What this task involves: The entries that follow include a run beginning at the line with "let mut hasher = blake3::Hasher::new();" and ending at the line with "hasher.update(blake3::hash(&contents).as_bytes());"; restate that run word for word and leave the rest out.

(Saved entries)
BEGIN
//! Cache validation: decides whether a build can be skipped entirely.
//!
//! The fingerprint covers every frame's name, source path, and content
//! hash, plus the serialized config, so any change to artwork or
//! packing options forces a rebuild. The record is committed only after
//! a fully successful build; a crash mid-build leaves the previous
//! record untouched.

use std::{
    io,
    path::{Path, PathBuf},
};

use fs_err as fs;
use serde::{Deserialize, Serialize};
use thiserror::Error;

use crate::{config::Config, frameset::FrameSet};

/// What the last successful build looked like. Lives next to the
/// output artifacts as `<name>.cache.toml`.
#[derive(Debug, Clone, PartialEq, Serialize, Deserialize)]
#[serde(rename_all = "kebab-case")]
pub struct CacheRecord {
    /// Hex-encoded blake3 fingerprint of the inputs.
    pub fingerprint: String,

    /// File name of the atlas image written by that build.
    pub image: String,

    /// File name of the spritesheet document written by that build.
    pub document: String,
}

impl CacheRecord {
    pub fn read_from_folder<P: AsRef<Path>>(
        folder_path: P,
        name: &str,
    ) -> Result<Option<Self>, CacheError> {
        let file_path = &folder_path.as_ref().join(record_file_name(name));

        let contents = match fs::read(file_path) {
            Ok(contents) => contents,
            Err(ref err) if err.kind() == io::ErrorKind::NotFound => {
                return Ok(None);
            }
            Err(source) => {
                return Err(CacheError::Io {
                    path: file_path.clone(),
                    source,
                });
            }
        };

        let record = toml::from_slice(&contents).map_err(|source| CacheError::DeserializeToml {
            path: file_path.clone(),
            source,
        })?;

        Ok(Some(record))
    }

    pub fn write_to_folder<P: AsRef<Path>>(
        &self,
        folder_path: P,
        name: &str,
    ) -> Result<(), CacheError> {
        let file_path = &folder_path.as_ref().join(record_file_name(name));

        let serialized = toml::to_vec(self).map_err(CacheError::SerializeToml)?;
        fs::write(file_path, serialized).map_err(|source| CacheError::Io {
            path: file_path.clone(),
            source,
        })?;

        log::trace!("Saved cache record to {}", file_path.display());

        Ok(())
    }
}

fn record_file_name(name: &str) -> String {
    format!("{}.cache.toml", name)
}

/// Computes the build fingerprint over the frame set and config.
pub fn fingerprint(config: &Config, frame_set: &FrameSet) -> Result<String, CacheError> {
    let mut hasher = blake3::Hasher::new();

    let serialized_config =
        toml::to_string(config).map_err(CacheError::SerializeToml)?;
    hasher.update(serialized_config.as_bytes());

    for source in &frame_set.sources {
        let contents = fs::read(&source.path).map_err(|io_source| CacheError::Io {
            path: source.path.clone(),
            source: io_source,
        })?;

        hasher.update(source.name.as_ref().as_bytes());
        hasher.update(source.path.to_string_lossy().as_bytes());
        hasher.update(blake3::hash(&contents).as_bytes());
    }

    Ok(hasher.finalize().to_hex().to_string())
}

#[derive(Debug, Error)]
pub enum CacheError {
    #[error("{} in {}", source, path.display())]
    DeserializeToml {
        path: PathBuf,
        #[source]
        source: toml::de::Error,
    },

    #[error("couldn't serialize cache data: {0}")]
    SerializeToml(#[source] toml::ser::Error),

    #[error("io error on {}: {}", path.display(), source)]
    Io {
        path: PathBuf,
        #[source]
        source: io::Error,
    },
}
END
Finished exercise:
    let mut hasher = blake3::Hasher::new();

    let serialized_config =
        toml::to_string(config).map_err(CacheError::SerializeToml)?;
    hasher.update(serialized_config.as_bytes());

    for source in &frame_set.sources {
        let contents = fs::read(&source.path).map_err(|io_source| CacheError::Io {
            path: source.path.clone(),
            source: io_source,
        })?;

        hasher.update(source.name.as_ref().as_bytes());
        hasher.update(source.path.to_string_lossy().as_bytes());
        hasher.update(blake3::hash(&contents).as_bytes());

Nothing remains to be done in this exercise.